### Required work
Reproduce the top of the data verbatim, through and including the line that contains "use crate::analysis::filter::CountPair;".

(Records drawn from a dataset)
● ● ● ● ●

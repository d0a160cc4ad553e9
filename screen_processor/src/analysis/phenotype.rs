//! Guide-level phenotype scores: pseudocounting, negative-control baseline,
//! growth normalization, and the table that collects the resulting columns.

use std::collections::{BTreeMap, HashMap};
use std::fmt;
use std::path::Path;
use std::str::FromStr;

use tracing::{debug, warn};

use crate::analysis::filter::CountPair;
use crate::error::{Result, ScreenError};
use crate::helper_functions::{nan_median, LeveledTable};
use crate::models::PhenotypeKey;

// ───────── pseudocounts ─────────

/// What to do with zero counts before taking log ratios.
#[derive(Debug, Clone, Copy, PartialEq, Eq)]
pub enum PseudocountBehavior {
    /// Add the pseudocount to both counts of rows containing a zero.
    ZerosOnly,
    /// Add the pseudocount to every row.
    AllValues,
    /// Drop rows with a count ≤ 0.
    FilterOut,
}

impl FromStr for PseudocountBehavior {
    type Err = ScreenError;

    fn from_str(s: &str) -> std::result::Result<Self, Self::Err> {
        match s.trim().to_lowercase().as_str() {
            "default" | "zeros only" => Ok(PseudocountBehavior::ZerosOnly),
            "all values" => Ok(PseudocountBehavior::AllValues),
            "filter out" => Ok(PseudocountBehavior::FilterOut),
            _ => Err(ScreenError::UnknownPseudocountBehavior(s.to_string())),
        }
    }
}

impl fmt::Display for PseudocountBehavior {
    fn fmt(&self, f: &mut fmt::Formatter<'_>) -> fmt::Result {
        let s = match self {
            PseudocountBehavior::ZerosOnly => "zeros only",
            PseudocountBehavior::AllValues => "all values",
            PseudocountBehavior::FilterOut => "filter out",
        };
        write!(f, "{s}")
    }
}

#[derive(Debug, Clone, Copy, PartialEq)]
pub struct PseudocountPolicy {
    pub behavior: PseudocountBehavior,
    pub value: f64,
}

impl PseudocountPolicy {
    /// A non-positive pseudocount could leave zero denominators, so it is only
    /// accepted together with `FilterOut`.
    pub fn new(behavior: PseudocountBehavior, value: f64) -> Result<Self> {
        if behavior != PseudocountBehavior::FilterOut && !(value > 0.0 && value.is_finite()) {
            return Err(ScreenError::config(format!(
                "pseudocount must be positive with behavior '{behavior}', got {value}"
            )));
        }
        Ok(Self { behavior, value })
    }

    pub fn apply(&self, counts: &CountPair) -> CountPair {
        let mut result = counts.clone();
        for i in 0..counts.len() {
            let (a, b) = (counts.first[i], counts.second[i]);
            match self.behavior {
                PseudocountBehavior::ZerosOnly => {
                    if a.min(b) == 0.0 {
                        result.first[i] = a + self.value;
                        result.second[i] = b + self.value;
                    }
                }
                PseudocountBehavior::AllValues => {
                    result.first[i] = a + self.value;
                    result.second[i] = b + self.value;
                }
                PseudocountBehavior::FilterOut => {
                    if a.min(b) <= 0.0 {
                        result.first[i] = f64::NAN;
                        result.second[i] = f64::NAN;
                    }
                }
            }
        }
        result
    }
}

// ───────── scoring ─────────

/// Scores for one (phenotype, replicate) comparison plus the scalars behind them.
#[derive(Debug, Clone)]
pub struct PhenotypeScore {
    pub scores: Vec<f64>,
    /// Σ condition1 / Σ condition2 after pseudocounting.
    pub counts_ratio: f64,
    /// Median log2 enrichment of the reference guides.
    pub wt_log2e: f64,
}

fn log2_enrichment(count1: f64, count2: f64, counts_ratio: f64) -> f64 {
    (counts_ratio * count2 / count1).log2()
}

fn finite_or_nan(v: f64) -> f64 {
    if v.is_finite() {
        v
    } else {
        f64::NAN
    }
}

/// Converts a filtered (condition1, condition2) count pair into phenotype scores.
///
/// `negative_controls` flags the guides whose median enrichment defines zero;
/// with `normalize_to_negatives` off every guide contributes to that median.
pub fn compute_phenotype_score(
    counts: &CountPair,
    negative_controls: &[bool],
    growth_value: f64,
    pseudocount: &PseudocountPolicy,
    normalize_to_negatives: bool,
) -> PhenotypeScore {
    let pseudo = pseudocount.apply(counts);

    let total1: f64 = pseudo.first.iter().filter(|v| !v.is_nan()).sum();
    let total2: f64 = pseudo.second.iter().filter(|v| !v.is_nan()).sum();
    let counts_ratio = total1 / total2;

    let log2e: Vec<f64> = pseudo
        .first
        .iter()
        .zip(&pseudo.second)
        .map(|(&c1, &c2)| finite_or_nan(log2_enrichment(c1, c2, counts_ratio)))
        .collect();

    let reference: Vec<f64> = log2e
        .iter()
        .zip(negative_controls)
        .filter(|(_, &neg)| neg || !normalize_to_negatives)
        .map(|(&v, _)| v)
        .collect();
    let wt_log2e = nan_median(&reference);
    if wt_log2e.is_nan() {
        warn!("no reference guides passed filter; phenotype scores are all missing");
    }

    let scores = log2e
        .iter()
        .map(|&v| finite_or_nan((v - wt_log2e) / growth_value))
        .collect();

    debug!("countsRatio {:.4}, wtLog2E {:.4}, growth {}", counts_ratio, wt_log2e, growth_value);
    PhenotypeScore {
        scores,
        counts_ratio,
        wt_log2e,
    }
}

// ───────── phenotype table ─────────

/// Guide-level phenotype scores, one column per (phenotype, replicate).
#[derive(Debug, Clone, Default)]
pub struct PhenotypeTable {
    pub guide_ids: Vec<String>,
    pub columns: BTreeMap<PhenotypeKey, Vec<f64>>,
}

/// Phenotype rows of the negative-control guides, row-major over `keys`.
#[derive(Debug, Clone)]
pub struct NegativeTable {
    pub keys: Vec<PhenotypeKey>,
    pub rows: Vec<Vec<f64>>,
}

impl NegativeTable {
    pub fn len(&self) -> usize {
        self.rows.len()
    }

    pub fn is_empty(&self) -> bool {
        self.rows.is_empty()
    }

    /// All values of one column, missing ones included.
    pub fn column(&self, key: &PhenotypeKey) -> Vec<f64> {
        match self.keys.iter().position(|k| k == key) {
            Some(j) => self.rows.iter().map(|row| row[j]).collect(),
            None => Vec::new(),
        }
    }
}

impl PhenotypeTable {
    pub fn new(guide_ids: Vec<String>) -> Self {
        Self {
            guide_ids,
            columns: BTreeMap::new(),
        }
    }

    pub fn insert(&mut self, key: PhenotypeKey, scores: Vec<f64>) {
        debug_assert_eq!(scores.len(), self.guide_ids.len());
        self.columns.insert(key, scores);
    }

    pub fn column(&self, key: &PhenotypeKey) -> Option<&[f64]> {
        self.columns.get(key).map(Vec::as_slice)
    }

    pub fn len(&self) -> usize {
        self.guide_ids.len()
    }

    pub fn is_empty(&self) -> bool {
        self.guide_ids.is_empty()
    }

    pub fn row_index(&self) -> HashMap<&str, usize> {
        self.guide_ids
            .iter()
            .enumerate()
            .map(|(i, id)| (id.as_str(), i))
            .collect()
    }

    /// Rows flagged in `mask` (aligned with `guide_ids`).
    pub fn negative_table(&self, mask: &[bool]) -> NegativeTable {
        let keys: Vec<PhenotypeKey> = self.columns.keys().cloned().collect();
        let rows = (0..self.len())
            .filter(|&i| mask.get(i).copied().unwrap_or(false))
            .map(|i| keys.iter().map(|k| self.columns[k][i]).collect())
            .collect();
        NegativeTable { keys, rows }
    }

    /// Appends rows whose values follow `keys` order.
    pub fn append_rows(&mut self, ids: Vec<String>, keys: &[PhenotypeKey], rows: Vec<Vec<f64>>) {
        for row in &rows {
            for (key, value) in keys.iter().zip(row) {
                if let Some(column) = self.columns.get_mut(key) {
                    column.push(*value);
                }
            }
        }
        self.guide_ids.extend(ids);
        let height = self.guide_ids.len();
        for column in self.columns.values_mut() {
            column.resize(height, f64::NAN);
        }
    }

    pub fn write(&self, path: &Path) -> Result<()> {
        let mut table = LeveledTable::new(&["phenotype", "replicate"])
            .with_index("id", self.guide_ids.iter().cloned().map(Some).collect());
        for (key, scores) in &self.columns {
            table.push_floats(vec![key.phenotype.clone(), key.replicate.clone()], scores);
        }
        table.write(path)
    }
}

● ● ● ● ●

### Task response
repository d0a160cc4ad553e9
filename screen_processor/src/analysis/phenotype.rs
//! Guide-level phenotype scores: pseudocounting, negative-control baseline,
//! growth normalization, and the table that collects the resulting columns.

use std::collections::{BTreeMap, HashMap};
use std::fmt;
use std::path::Path;
use std::str::FromStr;

use tracing::{debug, warn};

use crate::analysis::filter::CountPair;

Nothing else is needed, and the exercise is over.